What to do: Taking each line of the records in turn, count those containing "topdown" and report only the number.

Stored items:
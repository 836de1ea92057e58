//! Red-black tree free index.
//!
//! The tree is keyed on block size. Equal sizes never create a second tree node: later
//! arrivals are pushed onto a doubly-linked duplicate list hanging off the node that owns the
//! size, which keeps rebalancing work off the hot path when a workload recycles one size.
//!
//! Two removal styles share this module's node layer: [`stack::RbStack`] deletes bottom-up
//! with an explicit ancestor stack, [`topdown::RbTopdown`] repairs the tree on the way down
//! and never looks back up. Both drive the same rotation primitive, parameterized by
//! direction so the mirror cases share one body.
//!
//! The sentinel node at the top of the segment stands in for every `nil` leaf and terminates
//! every duplicate list. It is permanently black and its header reads as allocated; its link
//! fields may be written freely but never carry meaning, which is what lets rotation and
//! transplant code skip the null checks.

use core::fmt;
use core::ops::Not;

use log::error;

use crate::mem::block::{BlockHeader, BlockLink, Color};
use crate::mem::index::PrintStyle;
use crate::mem::{HeapAddr, ALIGNMENT};

pub mod stack;
pub mod topdown;

/// Child slot selector. Backs the direction-unified rotation: the symmetric case of every
/// tree transformation is reached through [`Not`] instead of a mirrored copy of the code.
#[derive(Clone, Copy, Debug, PartialEq, Eq)]
pub(crate) enum Direction {
    Left = 0,
    Right = 1,
}

impl Not for Direction {
    type Output = Self;

    fn not(self) -> Self {
        match self {
            Self::Left => Self::Right,
            Self::Right => Self::Left,
        }
    }
}

impl Direction {
    /// Which child slot of `parent` holds `child`.
    unsafe fn of(parent: NodeLink, child: NodeLink) -> Self {
        if parent.link(Self::Right) == child {
            Self::Right
        } else {
            Self::Left
        }
    }
}

/// In-memory view of a free block indexed as a tree node.
///
/// `list_start` heads the duplicate list (sentinel-terminated when empty). The footer takes
/// the last word of the block, so the smallest trackable block is 40 bytes.
#[repr(C)]
pub(crate) struct TreeNode {
    pub(crate) header: BlockHeader,
    pub(crate) links: [NodeLink; 2],
    pub(crate) list_start: NodeLink,
}

/// In-memory view of a free block sitting on a duplicate list.
///
/// Same footprint as [`TreeNode`]: `links` become the prev/next chain, and the `parent` slot
/// aliases `list_start`. Only the head of a list carries a live parent value — the tree parent
/// of the owning node, so the owner can be replaced in O(1) when it coalesces away. Every
/// other list member holds the null "none" marker there, which is how list surgery tells head
/// from interior without a search.
#[repr(C)]
struct DupNode {
    header: BlockHeader,
    links: [NodeLink; 2],
    parent: NodeLink,
}

/// Position of the prev pointer in a duplicate's `links`.
const PREV: Direction = Direction::Left;
/// Position of the next pointer in a duplicate's `links`.
const NEXT: Direction = Direction::Right;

Output of the exercise: 2